Their reputation for predicting death most likely comes from the bird’s intelligence. Corvids are remarkably intelligent creatures, with a proved ability to solve puzzles and remember patterns. They are even thought to alert predators such as wolves to where their prey is, in order to scavage the remnants of the kill. As scavengers – they would find battlefields a great source of food, both from the dead after the battle and from the food waste that the army discarded on their journey. Due to their skill with memorisation and puzzle-solving, ravens and crows would have learned that large armies marching was generally a call to feast. In response they would follow them, vast flocks amassing above armies who – with no idea of the bird’s intelligence – must have assumed a supernatural cause to this phenomena. And so, ravens and crows gained a reputation for having a knowledge of the future, and being able to foresee tragedy, war and death.

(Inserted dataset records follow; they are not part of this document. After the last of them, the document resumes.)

//! Output seam for stage workers
//!
//! Workers hand finished records to a `RecordSink`. In production that is
//! the stage's durable-queue `Writer`; tests substitute an in-memory sink.

use async_trait::async_trait;

use crate::broker::Writer;
use crate::error::Result;
use crate::records::Record;

#[async_trait]
pub trait RecordSink<T: Record>: Send + Sync + 'static {
    async fn write(&self, record: &T) -> Result<()>;
}

#[async_trait]
impl<T: Record> RecordSink<T> for Writer<T> {
    async fn write(&self, record: &T) -> Result<()> {
        Writer::write(self, record)
    }
}
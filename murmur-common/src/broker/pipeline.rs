//! Reader/writer pairing for one processing stage

use crate::broker::{Reader, Writer};
use crate::records::Record;

/// Couples the consumer and producer of one stage (e.g. uploaded →
/// transcribed) so a stage executor can be parametrized over the pair.
/// Pure composition; no state of its own.
pub struct Pipeline<R: Record, W: Record> {
    pub reader: Reader<R>,
    pub writer: Writer<W>,
}

impl<R: Record, W: Record> Pipeline<R, W> {
    pub fn new(reader: Reader<R>, writer: Writer<W>) -> Self {
        Pipeline { reader, writer }
    }
}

Another thing that likely contributed to the blackened reputation of corvids is that they are scavengers and carrion birds. They are perfectly happy to feast on any dead body that they come across, be that rabbit, cow, or even human. This scavenging was not limited to battlefields - they would also lurk near hospitals and gallows – where anyone might see them waiting for someone to die. This helped give them a reputation for existing in the liminal spaces between life and death – much like jackals in Ancient Egypt, who would lurk near graveyards and dig up the dead.
Many cultures had strict burial practices, a lot of them believing that the state of your body once you died reflected on the afterlife that you had. If your body was not whole when it was interred, it would have a devastating impact on your soul. Corvids would therefore be a threat to a persons immortal soul. They would also be associated with the abandoned or unburied dead and so a terrifying reminder of these restless spirits, who may wish to find vengeance for the state their bodies were left in.
Nowadays there are not so many avid believers in the unluckiness of ravens, crows and other corvids, though their reputation, has not particularly improved. A group of crows is called a murder, while a flock of ravens is known as an unkindness – not flattering descriptors by anyone’s standards. They occupy a strong foothold in the horror industry, serving as a perfect way to make a scene more atmospheric and ominous. And famously, in Edgar Allen Poe’s gothic poem, the titular raven drives a poor widower to insanity through its relentless knocking.
If there is one place, other than fiction, that corvids remain creatures of deep superstition and luck, then it is in London. More specifically, the Tower of London. The Tower is said to have been built above the hill where the severed head of Welsh king and prophet, Bran the Blessed (Bran being the Welsh word for raven) was buried. The tower is home to several families of ravens, cared for by the Tower’s very own Raven Master. Popular myth states that should these ravens ever abandon the tower than England and the monarchy will fall.
While individual ravens have come and gone, (either leaving themselves or being kidnapped!) the Tower rules state that their must always be a minimum of six in attendance. The Tower typically keeps seven official ravens. One in reserve in case one of the others dies suddenly. The closest the London came to losing the ravens of the Tower was during the second World War – all but one of the ravens either fled or died of shock as a result of the bombings. This, naturally, only strengthened the superstitions.
Fortunately, the Raven Masters at the Tower of London have a quick and easy way to cheat the odds and protect against this old superstition. The current ravens have all had their flight feathers clipped – preventing them from flying away and so preventing this prediction from coming true!